= Buonaccorso Pitti =

Buonaccorso Pitti was a prominent Florentine merchant in the late 14th and early 15th centuries. His family was very prestigious and his father very involved in politics. He was a gambler and often made unsafe investments, though he managed to make money from it several times during his life. He bought and sold horses, wine, wool, and clothing among other things. We know an unusual amount about him because his diary has survived.

In 1422, he was elected the Standard Bearer of Justice, Florence's highest post. In 1401, while serving as the Florentine ambassador to Bavaria, he, his brothers, and their descendants were ennobled by Rupert, King of the Romans, after having saved his life by thwarting a poisoning attempt by the Duke of Milan. His son, Luca, built the Palazzo Pitti in Florence, but never finished it, it was given to him, but he sold it in 1549. Buonaccorso's descendants, the Counts Buonacorsi di Pistoia, moved from Tuscany to Bavaria in the late 19th century. The family emigrated to the U.S. in the early 20th century.

==Patent of nobility==
The patent of nobility granted to Buonaccorso and his brothers in 1401 follows:

Letter of Familiaritas of Bonacorsi and his brothers, and that they can wear a coat of arms:

Rupert, by the grace of God King of the Romans, always August, to the noblemen, the esteemed Peter, Franz, Bartholmew, and Alois Bonacorsi, brothers of the same Bonacorsi family and esteemed sons of the late Nero, faithfully beloved of me and of the Holy Empire: Let there be royal favor and every good. Although a royal and liberal munificence rightly exists toward all the faithful of the Holy Empire, because of a certain general clemency native to it, nevertheless, it ought to extend more richly the gifts of its generosity to those whom reputation more solemnly gives evidence that they have labored with more fervent zeal for special honors of the Holy Empire. Hence, because with regard given to the constancy of loyalty and to the useful services of sincere fidelity, which you, Bonacorsi, have faithfully shown to us and to the Holy Empire, you and your brothers inscribed above ought to show to us something else. Wherefore, we graciously admit you and anyone of your family into our friendship, and we add you to the community of our friends, with firm acknowledgement, recognizing that you enjoy and rejoice in all individual privileges, prerogatives, favors, and liberties wherever you wish, which our other friends enjoy however they wish, forever, in all things, et that in all your individual dealings and those dealings incumbent upon you, you implore the royal crown under full faith.
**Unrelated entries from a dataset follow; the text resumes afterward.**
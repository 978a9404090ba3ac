//! Prompt composition: deterministic template assembly per intent.
//!
//! The composer combines the fixed Condorito persona, the matched knowledge
//! snippets, and the raw question into a single text block for the
//! completion model. Pure string interpolation; same inputs, same prompt.

use crate::classifier::Intent;
use crate::matcher::MatchResult;
use cocorabot_core::provider::GenerationSettings;

/// The fixed persona preamble.
pub const PERSONA: &str = "Eres Condorito, el asistente virtual de ExploCocora, una empresa de \
turismo ecológico en el Valle del Cocora, Quindío, Colombia. Hablas en español, con calidez, \
cercanía y orgullo por la región.";

/// At most this many top-ranked entries per category reach the prompt.
const MAX_ENTRIES_PER_CATEGORY: usize = 3;

/// A composed model prompt.
#[derive(Debug, Clone)]
pub struct ComposedPrompt {
    /// The full text block to send as the final user turn
    pub text: String,

    /// Whether any knowledge-base content was included (drives the
    /// response's `source` field)
    pub used_knowledge: bool,
}

/// Decoding parameters for the classified intent: factual settings for
/// domain replies, conversational settings otherwise.
pub fn generation_settings(intent: Intent) -> GenerationSettings {
    match intent {
        Intent::Domain => GenerationSettings::factual(),
        Intent::Greeting | Intent::General => GenerationSettings::default(),
    }
}

/// Assemble the model prompt for a classified question.
pub fn compose(intent: Intent, matches: &MatchResult<'_>, question: &str) -> ComposedPrompt {
    match intent {
        Intent::Greeting => compose_greeting(matches, question),
        // A domain question with nothing matched falls back to the
        // general-knowledge template.
        Intent::Domain if matches.is_empty() => compose_general(question),
        Intent::Domain => compose_domain(matches, question),
        Intent::General => compose_general(question),
    }
}

fn compose_greeting(matches: &MatchResult<'_>, question: &str) -> ComposedPrompt {
    let mut sections = vec![PERSONA.to_string()];
    let mut used_knowledge = false;

    if let Some(entry) = matches.direct.first() {
        sections.push(format!(
            "Saludo sugerido (úsalo como base si encaja):\n{}",
            entry.answer
        ));
        used_knowledge = true;
    }

    sections.push(
        "El usuario te está saludando. Responde de forma cálida, preséntate como Condorito, \
         el asistente de ExploCocora, y ofrece ayuda con rutas, precios, horarios y \
         actividades del Valle del Cocora."
            .to_string(),
    );
    sections.push(format!("Mensaje del usuario: {question}"));

    ComposedPrompt {
        text: sections.join("\n\n"),
        used_knowledge,
    }
}

fn compose_domain(matches: &MatchResult<'_>, question: &str) -> ComposedPrompt {
    let mut sections = vec![PERSONA.to_string()];
    let mut used_knowledge = false;

    if matches.has_direct_matches() {
        let facts: Vec<String> = matches
            .direct
            .iter()
            .map(|e| format!("- {}", e.answer))
            .collect();
        sections.push(format!(
            "Respuestas directas de la base de conocimiento:\n{}",
            facts.join("\n")
        ));
        used_knowledge = true;
    }

    for (category, ranked) in &matches.by_category {
        let facts: Vec<String> = ranked
            .iter()
            .take(MAX_ENTRIES_PER_CATEGORY)
            .map(|r| format!("- {}", r.entry.answer))
            .collect();
        sections.push(format!(
            "Información relacionada ({category}):\n{}",
            facts.join("\n")
        ));
        used_knowledge = true;
    }

    sections.push(
        "Instrucciones:\n\
         1. Prefiere siempre los datos suministrados arriba; no los contradigas.\n\
         2. Mantente en el personaje de Condorito y responde solo sobre ExploCocora \
         y el Valle del Cocora.\n\
         3. Usa un tono cálido y cercano, en español.\n\
         4. Solo si arriba no hay datos sobre lo preguntado, responde desde tu \
         conocimiento general y acláralo."
            .to_string(),
    );
    sections.push(format!("Pregunta: {question}"));

    ComposedPrompt {
        text: sections.join("\n\n"),
        used_knowledge,
    }
}

fn compose_general(question: &str) -> ComposedPrompt {
    let sections = [
        PERSONA.to_string(),
        "Responde desde tu conocimiento general, manteniéndote en el personaje y el tono \
         de Condorito. Evita opiniones y datos sensibles sobre personas identificables; \
         si la pregunta lo pide, declina con amabilidad."
            .to_string(),
        format!("Pregunta: {question}"),
    ];

    ComposedPrompt {
        text: sections.join("\n\n"),
        used_knowledge: false,
    }
}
We also grant this special favor of our royal munificence of majesty mentioned above by royal authority for the present, both to you and to anyone of your family, and to those legitimately descended from you, that you and anyone of your family ought freely to carry and wear for the performance of military display in wars, tournaments, and whatever other military acts everywhere, a coat of arms depicted with respect to its circumference and colors accordingly in the handiwork of the painter, with special figures in its images, with any impediment thoroughly removed, with the arms of any others always preserved. The shape and figure of this coat of arms contains alternating black and white waves and through the length of the shield a golden rampant lion with a red crown and red claws as is depicted in its very form in the picture below.

The witnesses of this document are the Venerable Frederick, Archbishop of Cologne, Archchancellor of the Holy Roman Empire throughout Italy, Rabanus, Bishop of Spirensis, Conrad de Soltano, Prince-Bishop of Verden, the noblemen Emicho, Count of Lynnigen, Master of the Royal Curia, Guther, Count of Schwarzburg, Friederich, elder son of Morse and Count in Sarwerde, the Honorable Henry, superior of the Church of Saint Severinus, Colomanus Albert Goletus and Colbo de Buchart, soldiers, Nicloaus Buman, Prothonotary of the Royal Curia, Johann de Stamenstorff et Johann de Empache, Canons of the Church in Trent, Bertholdus de Novadomo, Rabanus de Helmstat, and Dieter Betendorffer, as testimony of this letter under the addition of the Seal of Our Royal Majesty. Given at Trent, the 15th day of the one thousandth, four hundredth first year of Our Lord, during the first year of our reign.